34% ainda não decidiram se vão despedir ou aumentar equipas
O estudo “Total Compensation”, que tem por base as respostas de 612 empresas com quase 200 mil trabalhadores, revela também “alguma cautela” dos empregadores nas intenções de contratação para o próximo ano.
Cerca de 38% querem manter o mesmo número de trabalhadores, menos um ponto percentual do que há um ano. Ainda assim, 28% querem aumentar as suas equipas (mais um ponto percentual do que há um ano) e 34% ainda não decidiram se pretendem aumentar ou reduzir o número de trabalhadores em 2025.
Em comparação com o ano passado, também o número de empresas indecisas é maior (verifica-se um aumento de um ponto percentual), mas Marta Dias desvaloriza esse agravamento, explicando que está “sobretudo relacionado com o momento da recolha de dados” (no final do primeiro semestre).
Já quanto às empresas que pretendem contratar, a especialista avança que ainda se sentirá escassez de trabalhadores em alguns setores e para alguns perfis no próximo ano. “Não é só um tema de perfis especializados em áreas como as Tecnologias da Informação, que talvez seja mais comummente conhecido, mas é também um tema de perfis mais técnicos (como manutenção, mecânica, eletrónica, e eletricidade) ou de perfis mais operacionais, por exemplo nas áreas da hotelaria”, assinala.
Salários vão abrandar (ligeiramente)
De olhos postos em 2025, as empresas já adiantam que vão subir os salários menos do que este ano, mas, ainda assim, o poder de compra dos trabalhadores portugueses pode sair reforçado.
O estudo da Mercer indica que o incremento médio deverá ser de 3,8%, o que representa um ligeiro abrandamento (de 0,6 pontos percentuais) face aos aumentos efetivamente registados em 2024. Marta Dias atribui essa desaceleração ao próprio abrandamento dos preços.
“Recuando alguns anos, e em cenários de baixa inflação (por exemplo, 2018 ou 2019), tipicamente em Portugal as percentagens de incrementos salariais médias definidas pelas organizações rondavam os 2% ou 2,5%. Nos últimos 2 a 3 anos, decorrente do aumento significativo da inflação, e consequente aumento do custo de vida, as organizações encontraram a necessidade de rever os seus orçamentos para aumentos salariais e caminhámos para valores a rondar os 4%. Agora, à medida que a inflação vai estabilizando, as organizações também vão estabilizando e ajustando as suas perspetivas de incrementos salariais (daí este ligeiro decréscimo perspetivado para 2025)”, argumenta.
Mantendo-se ambas as previsões, a taxa de inflação para 2025 será inferior aos incrementos salariais, oferecendo aos colaboradores um aumento real do seu poder de compra.
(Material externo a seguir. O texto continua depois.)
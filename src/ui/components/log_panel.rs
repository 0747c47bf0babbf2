use ratatui::{
    buffer::Buffer,
    layout::Rect,
    style::{Style, Stylize},
    symbols::border,
    text::{Line, Span},
    widgets::{Block, Borders, List, ListItem, Widget},
};

use crate::{
    player::OutcomeKind,
    ui::action_log::ActionLog,
    util::colors,
};

/// Most recent action log entries, oldest at the top.
pub struct LogPanel<'a> {
    log: &'a ActionLog,
}

impl<'a> LogPanel<'a> {
    pub fn new(log: &'a ActionLog) -> Self {
        Self { log }
    }
}

impl Widget for LogPanel<'_> {
    fn render(self, area: Rect, buf: &mut Buffer) {
        let block = Block::default()
            .borders(Borders::ALL)
            .border_set(border::ROUNDED)
            .border_style(Style::new().fg(colors::NEUTRAL))
            .title(" Action Log ")
            .title_bottom(Line::from(" [c] clear ").right_aligned());
        let inner = block.inner(area);
        block.render(area, buf);

        if self.log.is_empty() {
            Line::from("No actions recorded yet...".fg(colors::GRAY)).render(inner, buf);
            return;
        }

        let visible = inner.height as usize;
        let skip = self.log.len().saturating_sub(visible);
        let items: Vec<ListItem> = self
            .log
            .entries()
            .skip(skip)
            .map(|entry| {
                let color = match entry.kind {
                    OutcomeKind::Success => colors::GREEN,
                    OutcomeKind::Warning => colors::YELLOW,
                };
                ListItem::new(Line::from(vec![
                    Span::styled(entry.timestamp(), Style::new().fg(colors::NEUTRAL)),
                    Span::raw(" "),
                    Span::styled(entry.message.as_str(), Style::new().fg(color)),
                ]))
            })
            .collect();

        List::new(items).render(inner, buf);
    }
}
pub mod catalog;
pub mod context;
pub mod error;
pub mod outcome;
pub mod state;
pub mod traits;

pub use catalog::TrackCatalog;
pub use context::MusicPlayer;
pub use error::CatalogError;
pub use outcome::{Outcome, OutcomeKind};
pub use state::PlayerState;
pub use traits::PlaybackContext;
Ou seja, trata-se de um “ajuste natural após um período de taxas de inflação” históricas, sendo que, mantendo-se as atuais previsões, os aumentos serão, ainda assim, superiores à trajetória dos preços. “O que oferece aos colaboradores um aumento real do seu poder de compra“, destaca Marta Dias.
Já quanto aos benefícios extra salário, os mais comuns, neste momento, são o seguro de saúde (94% das empresas inquiridas) e o subsídio de refeição (90%), aponta a mesma especialista.
“Há, no entanto, benefícios que têm vindo a ganhar espaço e que acreditamos refletem o investimento das organizações em ir de encontro às preferências e necessidades dos colaboradores, é o caso da oferta de dias adicionais de férias, que é prática para 61% das empresas participantes no estudo, assim como os benefícios flexíveis que são oferecidos por 30% das empresas”, remata a rewards leader.